WHAT YOU SHOULD DO — Extract every line below that contains the word "VerifiedRecord".

STORED DATA —
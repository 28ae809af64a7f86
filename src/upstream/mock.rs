use super::{
    HighLowDay, PredictionRecord, RawRecord, Result, Station, Upstream, UpstreamError,
    UpstreamParams, VerifiedRecord,
};
use async_trait::async_trait;
use std::sync::Mutex;
use std::sync::atomic::{AtomicUsize, Ordering};

/// In-process upstream serving canned records.
///
/// Counts every call and remembers the last parameters, so tests can assert
/// whether (and how) the upstream was reached. A failure injected with
/// [`ScriptedUpstream::fail_with`] is returned by every call until
/// [`ScriptedUpstream::recover`].
#[derive(Debug, Default)]
pub struct ScriptedUpstream {
    stations: Vec<Station>,
    verified: Vec<VerifiedRecord>,
    raw: Vec<RawRecord>,
    predictions: Vec<PredictionRecord>,
    high_low: Vec<HighLowDay>,
    failure: Mutex<Option<UpstreamError>>,
    calls: AtomicUsize,
    last_params: Mutex<Option<UpstreamParams>>,
}

impl ScriptedUpstream {
    pub fn new() -> Self {
        Self::default()
    }

    pub fn with_stations(mut self, stations: Vec<Station>) -> Self {
        self.stations = stations;
        self
    }

    pub fn with_verified(mut self, records: Vec<VerifiedRecord>) -> Self {
        self.verified = records;
        self
    }

    pub fn with_raw(mut self, records: Vec<RawRecord>) -> Self {
        self.raw = records;
        self
    }

    pub fn with_predictions(mut self, records: Vec<PredictionRecord>) -> Self {
        self.predictions = records;
        self
    }

    pub fn with_high_low(mut self, days: Vec<HighLowDay>) -> Self {
        self.high_low = days;
        self
    }

    pub fn fail_with(&self, error: UpstreamError) {
        if let Ok(mut failure) = self.failure.lock() {
            *failure = Some(error);
        }
    }

    pub fn recover(&self) {
        if let Ok(mut failure) = self.failure.lock() {
            *failure = None;
        }
    }

    pub fn calls(&self) -> usize {
        self.calls.load(Ordering::SeqCst)
    }

    pub fn last_params(&self) -> Option<UpstreamParams> {
        self.last_params.lock().ok().and_then(|p| p.clone())
    }

    fn record(&self, params: Option<&UpstreamParams>) -> Result<()> {
        self.calls.fetch_add(1, Ordering::SeqCst);

        if let Ok(mut last) = self.last_params.lock() {
            *last = params.cloned();
        }

        match self.failure.lock() {
            Ok(failure) => failure.clone().map_or(Ok(()), Err),
            Err(_) => Err(UpstreamError::Transport("scripted upstream poisoned".to_string())),
        }
    }
}

#[async_trait]
impl Upstream for ScriptedUpstream {
    async fn active_stations(&self) -> Result<Vec<Station>> {
        self.record(None)?;
        Ok(self.stations.clone())
    }

    async fn water_level_verified(&self, params: &UpstreamParams) -> Result<Vec<VerifiedRecord>> {
        self.record(Some(params))?;
        Ok(self.verified.clone())
    }

    async fn water_level_raw(&self, params: &UpstreamParams) -> Result<Vec<RawRecord>> {
        self.record(Some(params))?;
        Ok(self.raw.clone())
    }

    async fn predictions(&self, params: &UpstreamParams) -> Result<Vec<PredictionRecord>> {
        self.record(Some(params))?;
        Ok(self.predictions.clone())
    }

    async fn high_low_predictions(&self, params: &UpstreamParams) -> Result<Vec<HighLowDay>> {
        self.record(Some(params))?;
        Ok(self.high_low.clone())
    }
}

#[cfg(test)]
mod tests {
    use super::*;

    #[tokio::test]
    async fn test_counts_calls_and_injects_failures() {
        let upstream = ScriptedUpstream::new();
        assert!(upstream.active_stations().await.unwrap().is_empty());
        assert_eq!(upstream.calls(), 1);

        upstream.fail_with(UpstreamError::Fault("down".to_string()));
        assert!(upstream.active_stations().await.is_err());
        assert_eq!(upstream.calls(), 2);

        upstream.recover();
        assert!(upstream.active_stations().await.is_ok());
    }

    #[tokio::test]
    async fn test_remembers_last_params() {
        let upstream = ScriptedUpstream::new();
        let params = UpstreamParams::builder()
            .station_id("9447130")
            .begin_date("20200101")
            .end_date("20200101")
            .build();

        upstream.predictions(&params).await.unwrap();
        assert_eq!(upstream.last_params(), Some(params));
    }
}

RESULT —
    UpstreamParams, VerifiedRecord,
    verified: Vec<VerifiedRecord>,
    pub fn with_verified(mut self, records: Vec<VerifiedRecord>) -> Self {
    async fn water_level_verified(&self, params: &UpstreamParams) -> Result<Vec<VerifiedRecord>> {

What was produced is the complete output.